1952 -

born in Lübeck









1974-1979

Art studies



studies of fine art HBK Hamburg with

professors Rudolf Hausner, Thiemann and Mavignier









About the painting of Rolf Ohst



Dr. Stefanie Lucci - Kunsthistorikerin/Redaktion



Shiny heaps of meat just as in a butchery, stacked bodily masses, resembling of rolled pork roast, fatty bodies looking like plucked chicken. Rolf Ohst's fascination for immense carnality and the special presentation would instantly remind one of Roald Dahls narraton "pig" in which a seclusively linving vegetarian comes to town, learns to love meat just to be slaughtered himself, if there weren't decided motives that are borrowed by Rolf Ohst from the art history.

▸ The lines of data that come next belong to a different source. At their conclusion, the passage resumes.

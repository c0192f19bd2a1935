//! Identity token verification.

use std::sync::Arc;

use jsonwebtoken::{Algorithm, Validation, decode, decode_header};
use regex::Regex;

use super::claims::IdTokenClaims;
use super::error::AdapterError;
use super::jwks::SigningKeyCache;

/// Accepted issuer values.
///
/// An issuer is accepted when it equals one of the configured values, or
/// when a configured pattern matches the whole issuer string.
#[derive(Debug, Clone, Default)]
pub struct IssuerMatcher {
    exact: Vec<String>,
    patterns: Vec<Regex>,
}

impl IssuerMatcher {
    /// Accepts only the listed issuers, compared exactly.
    #[must_use]
    pub fn exact(issuers: &[String]) -> Self {
        Self {
            exact: issuers.to_vec(),
            patterns: Vec::new(),
        }
    }

    /// Accepts the listed issuers exactly and as anchored patterns.
    ///
    /// # Errors
    /// Returns an error if an entry is not a valid regular expression.
    pub fn patterns(issuers: &[String]) -> Result<Self, regex::Error> {
        let patterns = issuers
            .iter()
            .map(|p| Regex::new(&format!("^(?:{p})$")))
            .collect::<Result<Vec<_>, _>>()?;
        Ok(Self {
            exact: issuers.to_vec(),
            patterns,
        })
    }

    #[must_use]
    pub fn matches(&self, issuer: &str) -> bool {
        self.exact.iter().any(|e| e == issuer) || self.patterns.iter().any(|p| p.is_match(issuer))
    }
}

/// Verifies identity tokens issued to one client registration.
pub struct IdTokenVerifier {
    key_cache: Arc<SigningKeyCache>,
    audience: String,
    issuers: IssuerMatcher,
}

impl IdTokenVerifier {
    /// Creates a verifier accepting tokens for `audience` (the client id).
    #[must_use]
    pub fn new(
        key_cache: Arc<SigningKeyCache>,
        audience: impl Into<String>,
        issuers: IssuerMatcher,
    ) -> Self {
        Self {
            key_cache,
            audience: audience.into(),
            issuers,
        }
    }

    /// Returns the key cache used for signature checks.
    #[must_use]
    pub fn key_cache(&self) -> &Arc<SigningKeyCache> {
        &self.key_cache
    }

    /// Verifies signature, expiry, audience and issuer of `id_token`.
    ///
    /// # Errors
    /// Returns `AdapterError::KeyFetch` when the signing key cannot be
    /// obtained and `AdapterError::InvalidIdentityToken` for every other
    /// validation failure.
    pub async fn verify(&self, id_token: &str) -> Result<IdTokenClaims, AdapterError> {
        let header = decode_header(id_token)?;
        let kid = header.kid.ok_or_else(|| {
            AdapterError::InvalidIdentityToken("missing key id (kid) header".to_string())
        })?;

        let signing_key = self.key_cache.get_key(&kid).await?;

        let algorithm = signing_key.algorithm.unwrap_or(Algorithm::RS256);
        let mut validation = Validation::new(algorithm);
        validation.set_audience(&[&self.audience]);
        validation.set_required_spec_claims(&["exp", "aud", "iss"]);
        validation.leeway = 0;

        let claims = decode::<IdTokenClaims>(id_token, &signing_key.key, &validation)?.claims;

        let issuer = claims
            .optional_str("iss")?
            .ok_or_else(|| AdapterError::InvalidIdentityToken("missing issuer".to_string()))?;
        if !self.issuers.matches(issuer) {
            tracing::warn!(issuer, "Identity token issuer not accepted");
            return Err(AdapterError::InvalidIdentityToken(format!(
                "issuer '{issuer}' is not accepted"
            )));
        }

        tracing::debug!(issuer, kid = %kid, "Validated identity token");
        Ok(claims)
    }
}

From Botticelli's "Birth of Venus", Giorgiones "Venus in a landscape", Tizians Venus in bourgeois interior via nudes by Rembrandt, Manet, Renoir, Modigliani, Matisse, up to Cézanne or Corinth - Rolf Ohst cites them all. Doing that, he overreaches the baroque plentitude to the extreme. He paints Botticelli's Venus in gracefully trembling shy corpulence and placing his figures in maritime landscapes with dramaticly clouded skies which let the famous dutch masterpieces come to life alltough the figures are kept characteristic of classic modern. When he names his resting, fat beauty reminiscent of a stranded whale gasping for breath, after Edward Munch's famous "The Scream" the sampling becomes perfect. Rolf Ohst manages to tie in with best traditions of nude-painting in a disrespectful humorous way and to convert them into the presence.